"""

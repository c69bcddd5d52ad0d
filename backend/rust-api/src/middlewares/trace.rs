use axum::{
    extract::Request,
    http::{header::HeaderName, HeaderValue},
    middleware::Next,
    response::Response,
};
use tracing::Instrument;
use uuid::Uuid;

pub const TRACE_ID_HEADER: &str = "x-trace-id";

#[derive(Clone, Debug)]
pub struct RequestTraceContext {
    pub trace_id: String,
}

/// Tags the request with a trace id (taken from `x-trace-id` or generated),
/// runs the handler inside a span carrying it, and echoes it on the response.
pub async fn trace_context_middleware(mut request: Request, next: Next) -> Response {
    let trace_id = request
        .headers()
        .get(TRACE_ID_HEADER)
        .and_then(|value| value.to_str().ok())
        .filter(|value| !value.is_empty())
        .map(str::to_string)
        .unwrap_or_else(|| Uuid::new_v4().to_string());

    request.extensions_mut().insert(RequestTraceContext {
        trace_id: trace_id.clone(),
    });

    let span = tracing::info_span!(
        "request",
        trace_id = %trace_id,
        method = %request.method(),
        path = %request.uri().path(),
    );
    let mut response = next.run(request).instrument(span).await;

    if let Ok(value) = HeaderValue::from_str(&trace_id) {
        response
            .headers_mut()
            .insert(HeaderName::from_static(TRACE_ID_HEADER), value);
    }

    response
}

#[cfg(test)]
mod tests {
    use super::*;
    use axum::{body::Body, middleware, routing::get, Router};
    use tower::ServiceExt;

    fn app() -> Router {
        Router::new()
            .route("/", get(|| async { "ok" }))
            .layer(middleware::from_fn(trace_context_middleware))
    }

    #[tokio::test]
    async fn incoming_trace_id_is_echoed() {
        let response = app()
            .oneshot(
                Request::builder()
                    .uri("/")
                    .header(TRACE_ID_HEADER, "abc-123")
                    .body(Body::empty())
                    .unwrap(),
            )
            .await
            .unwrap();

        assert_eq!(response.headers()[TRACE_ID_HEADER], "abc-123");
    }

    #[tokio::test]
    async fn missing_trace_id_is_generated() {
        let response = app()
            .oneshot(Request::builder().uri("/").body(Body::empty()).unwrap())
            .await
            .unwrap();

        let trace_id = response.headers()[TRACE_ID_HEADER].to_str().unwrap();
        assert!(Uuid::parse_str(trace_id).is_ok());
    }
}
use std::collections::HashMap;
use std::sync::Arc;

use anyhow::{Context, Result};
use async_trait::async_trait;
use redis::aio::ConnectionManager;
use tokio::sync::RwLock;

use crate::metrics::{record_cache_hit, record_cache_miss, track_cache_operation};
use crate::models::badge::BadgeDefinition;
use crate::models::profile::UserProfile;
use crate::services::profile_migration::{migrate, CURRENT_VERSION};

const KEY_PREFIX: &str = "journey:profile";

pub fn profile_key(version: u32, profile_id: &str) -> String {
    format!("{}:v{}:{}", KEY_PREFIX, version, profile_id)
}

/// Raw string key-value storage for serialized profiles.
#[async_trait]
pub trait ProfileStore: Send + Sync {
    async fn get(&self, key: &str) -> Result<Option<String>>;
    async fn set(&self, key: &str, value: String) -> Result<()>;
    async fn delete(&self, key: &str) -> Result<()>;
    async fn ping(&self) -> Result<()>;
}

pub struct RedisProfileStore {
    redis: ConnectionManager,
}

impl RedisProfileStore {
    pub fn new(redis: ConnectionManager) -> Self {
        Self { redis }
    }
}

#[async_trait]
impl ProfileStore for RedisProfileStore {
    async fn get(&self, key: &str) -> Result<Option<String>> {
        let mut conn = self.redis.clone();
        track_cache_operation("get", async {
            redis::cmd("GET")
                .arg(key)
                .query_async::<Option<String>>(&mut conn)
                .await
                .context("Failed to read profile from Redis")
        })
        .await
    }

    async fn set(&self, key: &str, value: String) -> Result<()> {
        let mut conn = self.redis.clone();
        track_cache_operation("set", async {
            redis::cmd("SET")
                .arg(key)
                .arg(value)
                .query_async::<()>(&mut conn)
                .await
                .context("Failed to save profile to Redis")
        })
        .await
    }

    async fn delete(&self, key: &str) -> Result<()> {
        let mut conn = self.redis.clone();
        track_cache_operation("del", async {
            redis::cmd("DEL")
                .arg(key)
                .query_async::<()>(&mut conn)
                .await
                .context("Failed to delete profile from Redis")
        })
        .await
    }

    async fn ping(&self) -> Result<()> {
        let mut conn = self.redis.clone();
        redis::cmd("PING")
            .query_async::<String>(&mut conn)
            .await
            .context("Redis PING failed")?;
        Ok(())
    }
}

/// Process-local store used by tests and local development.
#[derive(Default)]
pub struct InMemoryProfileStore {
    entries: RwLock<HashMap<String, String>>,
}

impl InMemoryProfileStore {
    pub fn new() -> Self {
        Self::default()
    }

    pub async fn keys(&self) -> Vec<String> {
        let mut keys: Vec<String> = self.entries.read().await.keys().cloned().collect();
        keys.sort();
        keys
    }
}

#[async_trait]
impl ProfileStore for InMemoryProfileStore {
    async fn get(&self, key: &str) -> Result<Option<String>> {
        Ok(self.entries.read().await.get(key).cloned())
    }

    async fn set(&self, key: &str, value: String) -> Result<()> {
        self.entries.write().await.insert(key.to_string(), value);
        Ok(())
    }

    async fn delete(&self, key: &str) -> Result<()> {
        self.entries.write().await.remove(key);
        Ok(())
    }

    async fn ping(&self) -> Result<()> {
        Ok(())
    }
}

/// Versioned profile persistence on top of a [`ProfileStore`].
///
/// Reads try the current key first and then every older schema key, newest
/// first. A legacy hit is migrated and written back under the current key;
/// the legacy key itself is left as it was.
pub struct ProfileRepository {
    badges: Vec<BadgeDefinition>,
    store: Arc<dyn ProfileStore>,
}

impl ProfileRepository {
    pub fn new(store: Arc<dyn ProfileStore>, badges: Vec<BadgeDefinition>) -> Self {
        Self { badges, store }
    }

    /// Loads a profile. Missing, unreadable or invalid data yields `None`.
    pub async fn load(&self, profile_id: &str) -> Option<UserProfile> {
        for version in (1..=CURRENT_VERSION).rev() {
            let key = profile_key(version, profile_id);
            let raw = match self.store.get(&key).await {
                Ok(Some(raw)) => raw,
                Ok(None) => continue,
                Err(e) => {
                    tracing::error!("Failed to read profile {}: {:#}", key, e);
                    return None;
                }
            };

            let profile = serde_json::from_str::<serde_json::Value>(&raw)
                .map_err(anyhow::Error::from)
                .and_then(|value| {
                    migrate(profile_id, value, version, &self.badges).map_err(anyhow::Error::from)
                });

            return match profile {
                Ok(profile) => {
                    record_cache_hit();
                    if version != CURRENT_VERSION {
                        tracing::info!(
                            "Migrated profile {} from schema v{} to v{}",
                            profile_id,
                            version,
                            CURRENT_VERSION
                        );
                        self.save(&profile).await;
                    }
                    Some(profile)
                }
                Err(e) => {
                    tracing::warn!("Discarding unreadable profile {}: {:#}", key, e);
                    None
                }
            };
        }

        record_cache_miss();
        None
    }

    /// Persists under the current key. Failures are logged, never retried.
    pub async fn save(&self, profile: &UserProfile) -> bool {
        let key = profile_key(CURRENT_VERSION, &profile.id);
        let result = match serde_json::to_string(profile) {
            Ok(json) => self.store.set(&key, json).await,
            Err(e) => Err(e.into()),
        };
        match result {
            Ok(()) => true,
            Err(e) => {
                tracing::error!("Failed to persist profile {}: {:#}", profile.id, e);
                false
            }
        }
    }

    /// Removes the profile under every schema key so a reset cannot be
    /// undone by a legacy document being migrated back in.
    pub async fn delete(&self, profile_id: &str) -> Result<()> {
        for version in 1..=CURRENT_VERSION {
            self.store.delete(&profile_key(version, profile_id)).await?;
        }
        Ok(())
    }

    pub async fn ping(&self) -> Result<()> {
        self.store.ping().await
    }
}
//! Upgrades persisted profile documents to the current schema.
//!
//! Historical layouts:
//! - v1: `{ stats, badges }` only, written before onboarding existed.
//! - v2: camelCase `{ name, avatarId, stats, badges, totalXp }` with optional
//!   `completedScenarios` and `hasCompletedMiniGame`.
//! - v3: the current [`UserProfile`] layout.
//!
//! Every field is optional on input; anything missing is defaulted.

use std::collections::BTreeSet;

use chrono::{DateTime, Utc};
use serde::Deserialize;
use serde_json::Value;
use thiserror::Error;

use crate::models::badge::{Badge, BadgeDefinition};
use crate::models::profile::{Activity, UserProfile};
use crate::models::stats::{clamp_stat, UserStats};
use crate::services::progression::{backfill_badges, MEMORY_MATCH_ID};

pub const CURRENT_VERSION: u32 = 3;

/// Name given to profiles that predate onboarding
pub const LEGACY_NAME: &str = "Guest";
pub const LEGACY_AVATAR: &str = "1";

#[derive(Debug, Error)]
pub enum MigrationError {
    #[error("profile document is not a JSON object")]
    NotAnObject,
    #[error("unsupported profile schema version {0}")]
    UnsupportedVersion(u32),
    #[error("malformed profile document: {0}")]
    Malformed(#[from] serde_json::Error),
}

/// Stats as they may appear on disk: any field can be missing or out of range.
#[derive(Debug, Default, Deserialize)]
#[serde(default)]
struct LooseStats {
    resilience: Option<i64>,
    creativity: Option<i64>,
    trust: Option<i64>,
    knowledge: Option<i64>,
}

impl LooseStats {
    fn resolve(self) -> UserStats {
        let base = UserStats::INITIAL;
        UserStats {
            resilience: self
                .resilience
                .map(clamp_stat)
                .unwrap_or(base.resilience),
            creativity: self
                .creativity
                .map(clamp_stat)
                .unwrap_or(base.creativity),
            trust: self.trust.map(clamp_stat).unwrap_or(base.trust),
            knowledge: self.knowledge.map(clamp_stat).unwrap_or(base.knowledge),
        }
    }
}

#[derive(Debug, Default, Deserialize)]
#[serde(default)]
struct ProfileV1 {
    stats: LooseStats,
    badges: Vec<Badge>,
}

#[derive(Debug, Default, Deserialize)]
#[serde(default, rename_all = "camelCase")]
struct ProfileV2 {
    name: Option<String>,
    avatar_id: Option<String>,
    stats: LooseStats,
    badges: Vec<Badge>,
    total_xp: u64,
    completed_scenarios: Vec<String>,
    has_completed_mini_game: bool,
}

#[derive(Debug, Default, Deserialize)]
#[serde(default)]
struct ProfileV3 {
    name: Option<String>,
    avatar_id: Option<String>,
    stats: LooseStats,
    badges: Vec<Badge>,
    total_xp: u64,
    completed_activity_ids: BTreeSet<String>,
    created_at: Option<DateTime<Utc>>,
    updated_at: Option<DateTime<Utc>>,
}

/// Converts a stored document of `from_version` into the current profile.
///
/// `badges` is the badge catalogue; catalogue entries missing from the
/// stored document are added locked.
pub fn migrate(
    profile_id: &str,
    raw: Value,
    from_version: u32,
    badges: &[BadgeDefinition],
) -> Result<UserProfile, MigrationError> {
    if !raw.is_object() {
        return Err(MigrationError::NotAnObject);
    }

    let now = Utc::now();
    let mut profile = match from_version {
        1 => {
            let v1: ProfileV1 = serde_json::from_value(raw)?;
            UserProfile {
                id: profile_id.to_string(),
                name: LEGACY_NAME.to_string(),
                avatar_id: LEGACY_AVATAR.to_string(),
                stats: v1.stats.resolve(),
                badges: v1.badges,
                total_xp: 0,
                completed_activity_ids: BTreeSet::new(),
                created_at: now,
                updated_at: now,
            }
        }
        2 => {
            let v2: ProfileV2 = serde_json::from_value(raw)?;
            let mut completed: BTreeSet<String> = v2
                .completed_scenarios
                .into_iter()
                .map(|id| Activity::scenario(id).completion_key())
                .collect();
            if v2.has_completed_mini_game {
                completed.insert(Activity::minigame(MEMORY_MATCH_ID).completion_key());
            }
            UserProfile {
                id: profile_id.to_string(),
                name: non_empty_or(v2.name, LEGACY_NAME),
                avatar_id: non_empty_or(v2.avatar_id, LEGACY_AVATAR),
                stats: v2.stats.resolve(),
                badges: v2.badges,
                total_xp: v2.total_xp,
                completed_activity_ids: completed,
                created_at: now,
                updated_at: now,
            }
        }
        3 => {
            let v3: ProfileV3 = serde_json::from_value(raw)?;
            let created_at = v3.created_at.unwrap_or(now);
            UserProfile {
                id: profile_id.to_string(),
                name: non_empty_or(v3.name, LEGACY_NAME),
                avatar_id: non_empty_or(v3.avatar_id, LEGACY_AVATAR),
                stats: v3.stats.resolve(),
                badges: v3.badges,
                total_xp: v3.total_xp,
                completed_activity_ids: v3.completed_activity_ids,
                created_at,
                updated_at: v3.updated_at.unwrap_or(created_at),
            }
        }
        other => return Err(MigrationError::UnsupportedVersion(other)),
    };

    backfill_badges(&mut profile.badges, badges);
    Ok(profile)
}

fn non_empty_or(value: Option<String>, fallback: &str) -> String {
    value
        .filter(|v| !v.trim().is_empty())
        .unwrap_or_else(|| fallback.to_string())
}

"""

Nothing but the lines from the top of the entries above through the line with "let trace_id = request" should be set down, each exactly as written.

repository c69bcddd5d52ad0d
filename backend/rust-api/src/middlewares/trace.rs
use axum::{
    extract::Request,
    http::{header::HeaderName, HeaderValue},
    middleware::Next,
    response::Response,
};
use tracing::Instrument;
use uuid::Uuid;

pub const TRACE_ID_HEADER: &str = "x-trace-id";

#[derive(Clone, Debug)]
pub struct RequestTraceContext {
    pub trace_id: String,
}

/// Tags the request with a trace id (taken from `x-trace-id` or generated),
/// runs the handler inside a span carrying it, and echoes it on the response.
pub async fn trace_context_middleware(mut request: Request, next: Next) -> Response {
    let trace_id = request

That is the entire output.